BEGIN EXERCISE DATA

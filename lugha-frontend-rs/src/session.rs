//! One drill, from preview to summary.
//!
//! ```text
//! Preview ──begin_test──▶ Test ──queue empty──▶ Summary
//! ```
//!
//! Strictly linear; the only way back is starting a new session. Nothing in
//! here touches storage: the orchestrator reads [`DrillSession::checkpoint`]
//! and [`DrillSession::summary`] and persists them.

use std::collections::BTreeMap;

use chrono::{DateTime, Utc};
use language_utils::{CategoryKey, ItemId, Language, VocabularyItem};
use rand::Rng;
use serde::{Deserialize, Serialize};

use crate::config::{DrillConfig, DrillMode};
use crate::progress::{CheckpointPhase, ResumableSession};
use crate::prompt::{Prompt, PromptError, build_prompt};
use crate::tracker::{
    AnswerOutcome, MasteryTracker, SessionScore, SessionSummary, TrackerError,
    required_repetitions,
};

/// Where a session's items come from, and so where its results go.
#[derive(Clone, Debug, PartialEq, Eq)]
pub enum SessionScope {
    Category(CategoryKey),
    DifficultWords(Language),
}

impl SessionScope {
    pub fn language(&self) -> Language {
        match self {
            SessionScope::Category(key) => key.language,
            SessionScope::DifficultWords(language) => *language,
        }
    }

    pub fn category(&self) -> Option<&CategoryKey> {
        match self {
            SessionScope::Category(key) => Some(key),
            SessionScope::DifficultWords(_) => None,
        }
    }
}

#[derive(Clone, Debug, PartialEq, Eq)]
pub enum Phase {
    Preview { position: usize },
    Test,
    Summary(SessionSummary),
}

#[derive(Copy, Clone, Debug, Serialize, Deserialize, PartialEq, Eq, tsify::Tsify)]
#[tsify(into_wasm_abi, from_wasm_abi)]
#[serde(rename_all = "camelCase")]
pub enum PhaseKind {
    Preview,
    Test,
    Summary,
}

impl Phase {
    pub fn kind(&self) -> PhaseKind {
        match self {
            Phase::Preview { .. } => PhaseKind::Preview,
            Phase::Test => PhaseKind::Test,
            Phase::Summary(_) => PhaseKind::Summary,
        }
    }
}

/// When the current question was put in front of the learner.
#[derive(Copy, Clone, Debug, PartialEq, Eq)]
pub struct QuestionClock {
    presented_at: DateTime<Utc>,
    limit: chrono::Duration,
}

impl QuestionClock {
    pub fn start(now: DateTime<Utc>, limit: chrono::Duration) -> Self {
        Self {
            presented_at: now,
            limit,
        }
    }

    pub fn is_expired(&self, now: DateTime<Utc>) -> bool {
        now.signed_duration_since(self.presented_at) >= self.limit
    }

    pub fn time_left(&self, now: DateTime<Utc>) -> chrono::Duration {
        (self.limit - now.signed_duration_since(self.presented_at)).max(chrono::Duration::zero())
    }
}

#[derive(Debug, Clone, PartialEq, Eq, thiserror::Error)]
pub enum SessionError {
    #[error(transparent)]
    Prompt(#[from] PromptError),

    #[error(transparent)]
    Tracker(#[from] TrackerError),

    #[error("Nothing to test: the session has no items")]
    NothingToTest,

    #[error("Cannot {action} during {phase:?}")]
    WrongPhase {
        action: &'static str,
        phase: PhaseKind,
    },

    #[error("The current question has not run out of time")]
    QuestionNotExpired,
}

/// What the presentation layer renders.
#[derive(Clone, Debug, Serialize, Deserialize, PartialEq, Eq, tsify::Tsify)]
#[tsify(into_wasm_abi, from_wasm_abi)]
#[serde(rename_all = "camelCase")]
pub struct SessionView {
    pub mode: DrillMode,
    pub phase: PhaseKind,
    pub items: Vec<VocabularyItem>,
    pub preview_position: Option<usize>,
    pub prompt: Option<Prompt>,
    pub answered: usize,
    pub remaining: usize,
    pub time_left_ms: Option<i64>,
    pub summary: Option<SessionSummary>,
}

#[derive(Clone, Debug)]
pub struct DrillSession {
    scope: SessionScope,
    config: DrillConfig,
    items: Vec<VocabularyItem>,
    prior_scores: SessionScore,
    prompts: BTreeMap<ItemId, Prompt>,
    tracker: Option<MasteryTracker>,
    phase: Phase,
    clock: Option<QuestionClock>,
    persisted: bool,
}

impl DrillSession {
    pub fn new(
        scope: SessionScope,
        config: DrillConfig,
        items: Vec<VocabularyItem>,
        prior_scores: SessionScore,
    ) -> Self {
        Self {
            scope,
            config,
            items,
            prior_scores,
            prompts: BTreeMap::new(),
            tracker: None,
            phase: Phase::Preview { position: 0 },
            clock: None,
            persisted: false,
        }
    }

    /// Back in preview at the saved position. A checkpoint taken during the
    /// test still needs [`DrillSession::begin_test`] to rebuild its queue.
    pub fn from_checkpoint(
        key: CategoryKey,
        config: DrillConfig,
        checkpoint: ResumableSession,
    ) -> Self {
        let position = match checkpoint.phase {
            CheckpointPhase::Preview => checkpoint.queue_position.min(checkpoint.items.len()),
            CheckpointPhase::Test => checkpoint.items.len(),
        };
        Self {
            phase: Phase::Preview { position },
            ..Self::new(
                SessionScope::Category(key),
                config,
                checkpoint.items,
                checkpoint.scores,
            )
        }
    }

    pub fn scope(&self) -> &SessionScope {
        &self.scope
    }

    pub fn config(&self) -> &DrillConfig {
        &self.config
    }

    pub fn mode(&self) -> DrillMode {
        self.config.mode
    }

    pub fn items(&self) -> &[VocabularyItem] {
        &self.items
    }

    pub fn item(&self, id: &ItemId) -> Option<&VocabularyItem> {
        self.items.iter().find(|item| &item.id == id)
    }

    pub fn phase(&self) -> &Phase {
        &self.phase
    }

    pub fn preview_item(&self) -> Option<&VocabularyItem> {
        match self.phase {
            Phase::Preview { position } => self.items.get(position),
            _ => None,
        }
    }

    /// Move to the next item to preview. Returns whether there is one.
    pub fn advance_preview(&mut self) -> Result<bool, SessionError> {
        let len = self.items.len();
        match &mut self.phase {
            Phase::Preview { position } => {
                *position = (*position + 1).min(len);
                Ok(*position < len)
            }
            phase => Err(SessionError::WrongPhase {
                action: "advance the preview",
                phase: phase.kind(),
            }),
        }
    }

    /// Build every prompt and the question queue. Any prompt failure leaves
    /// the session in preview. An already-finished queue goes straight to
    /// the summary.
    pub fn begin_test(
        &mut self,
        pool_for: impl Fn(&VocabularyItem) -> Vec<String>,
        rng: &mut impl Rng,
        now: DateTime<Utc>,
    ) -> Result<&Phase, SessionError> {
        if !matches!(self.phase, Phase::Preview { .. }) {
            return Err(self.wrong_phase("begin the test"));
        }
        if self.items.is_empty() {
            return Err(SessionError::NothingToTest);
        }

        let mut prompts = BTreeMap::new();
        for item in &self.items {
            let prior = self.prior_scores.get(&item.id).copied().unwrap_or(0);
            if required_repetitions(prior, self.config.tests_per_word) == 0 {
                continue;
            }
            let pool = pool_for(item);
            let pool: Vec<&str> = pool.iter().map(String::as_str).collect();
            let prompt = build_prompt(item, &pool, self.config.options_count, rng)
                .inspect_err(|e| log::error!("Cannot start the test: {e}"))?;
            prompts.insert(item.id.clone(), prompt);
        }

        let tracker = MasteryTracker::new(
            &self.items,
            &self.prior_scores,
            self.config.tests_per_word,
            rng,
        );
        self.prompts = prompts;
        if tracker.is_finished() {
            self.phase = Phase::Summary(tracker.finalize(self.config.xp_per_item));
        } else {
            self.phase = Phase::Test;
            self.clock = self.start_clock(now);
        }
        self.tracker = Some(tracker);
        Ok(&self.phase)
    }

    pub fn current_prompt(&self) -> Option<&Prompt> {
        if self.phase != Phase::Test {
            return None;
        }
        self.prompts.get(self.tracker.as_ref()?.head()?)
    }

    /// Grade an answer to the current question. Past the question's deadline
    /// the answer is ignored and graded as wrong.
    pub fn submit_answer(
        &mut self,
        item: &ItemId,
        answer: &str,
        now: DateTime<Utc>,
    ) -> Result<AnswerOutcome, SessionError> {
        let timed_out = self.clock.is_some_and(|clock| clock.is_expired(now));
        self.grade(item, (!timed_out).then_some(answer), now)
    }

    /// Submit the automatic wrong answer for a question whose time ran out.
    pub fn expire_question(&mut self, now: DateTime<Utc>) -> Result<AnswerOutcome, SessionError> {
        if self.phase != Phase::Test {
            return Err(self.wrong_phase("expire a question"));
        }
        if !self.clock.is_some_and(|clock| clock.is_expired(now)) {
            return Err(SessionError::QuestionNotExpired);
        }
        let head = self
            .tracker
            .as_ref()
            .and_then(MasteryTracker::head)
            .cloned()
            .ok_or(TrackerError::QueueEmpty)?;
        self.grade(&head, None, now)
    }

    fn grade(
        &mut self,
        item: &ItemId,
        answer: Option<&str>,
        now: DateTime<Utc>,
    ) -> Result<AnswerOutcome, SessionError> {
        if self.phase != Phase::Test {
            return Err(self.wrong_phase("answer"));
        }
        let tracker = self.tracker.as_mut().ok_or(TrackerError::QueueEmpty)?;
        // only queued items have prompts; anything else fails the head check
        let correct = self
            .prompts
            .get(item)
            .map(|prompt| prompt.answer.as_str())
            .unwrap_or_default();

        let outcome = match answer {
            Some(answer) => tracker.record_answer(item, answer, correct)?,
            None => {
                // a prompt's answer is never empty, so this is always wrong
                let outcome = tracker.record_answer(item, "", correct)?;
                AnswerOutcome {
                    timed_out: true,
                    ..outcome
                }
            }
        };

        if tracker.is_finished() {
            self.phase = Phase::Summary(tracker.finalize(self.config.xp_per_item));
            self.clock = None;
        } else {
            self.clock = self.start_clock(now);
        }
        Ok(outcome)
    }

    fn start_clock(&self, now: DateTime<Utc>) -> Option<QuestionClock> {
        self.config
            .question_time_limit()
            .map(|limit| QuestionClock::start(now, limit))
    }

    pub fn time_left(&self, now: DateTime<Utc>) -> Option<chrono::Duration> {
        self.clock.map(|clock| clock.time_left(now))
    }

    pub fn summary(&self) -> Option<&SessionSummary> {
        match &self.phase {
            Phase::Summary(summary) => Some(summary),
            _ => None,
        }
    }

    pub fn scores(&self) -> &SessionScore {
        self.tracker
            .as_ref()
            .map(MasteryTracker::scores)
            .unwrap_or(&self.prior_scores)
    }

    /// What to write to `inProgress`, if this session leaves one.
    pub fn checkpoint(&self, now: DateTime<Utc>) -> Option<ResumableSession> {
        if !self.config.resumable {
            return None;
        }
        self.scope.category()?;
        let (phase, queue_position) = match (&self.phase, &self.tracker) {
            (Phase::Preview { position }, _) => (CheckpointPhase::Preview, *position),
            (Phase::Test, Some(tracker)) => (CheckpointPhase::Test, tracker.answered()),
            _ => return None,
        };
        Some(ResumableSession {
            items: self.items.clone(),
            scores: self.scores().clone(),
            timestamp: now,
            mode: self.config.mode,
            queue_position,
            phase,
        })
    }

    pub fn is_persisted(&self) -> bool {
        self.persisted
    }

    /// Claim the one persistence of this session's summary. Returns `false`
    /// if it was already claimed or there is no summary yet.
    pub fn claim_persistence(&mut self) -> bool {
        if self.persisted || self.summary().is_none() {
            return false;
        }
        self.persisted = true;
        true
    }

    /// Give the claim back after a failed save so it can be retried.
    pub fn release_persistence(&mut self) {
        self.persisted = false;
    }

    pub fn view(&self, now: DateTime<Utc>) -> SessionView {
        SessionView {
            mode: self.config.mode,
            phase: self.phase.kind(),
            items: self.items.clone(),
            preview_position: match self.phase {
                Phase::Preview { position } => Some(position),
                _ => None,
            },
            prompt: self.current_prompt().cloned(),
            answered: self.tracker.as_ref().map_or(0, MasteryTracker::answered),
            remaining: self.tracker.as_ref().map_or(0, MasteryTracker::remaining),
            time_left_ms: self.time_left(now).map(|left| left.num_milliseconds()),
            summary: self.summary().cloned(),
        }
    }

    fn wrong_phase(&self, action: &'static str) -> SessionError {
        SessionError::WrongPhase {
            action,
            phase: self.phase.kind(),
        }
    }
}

END EXERCISE DATA

Give the number of lines containing "Deserialize" in the entries, and no other text.

RESPONSE BELOW: 3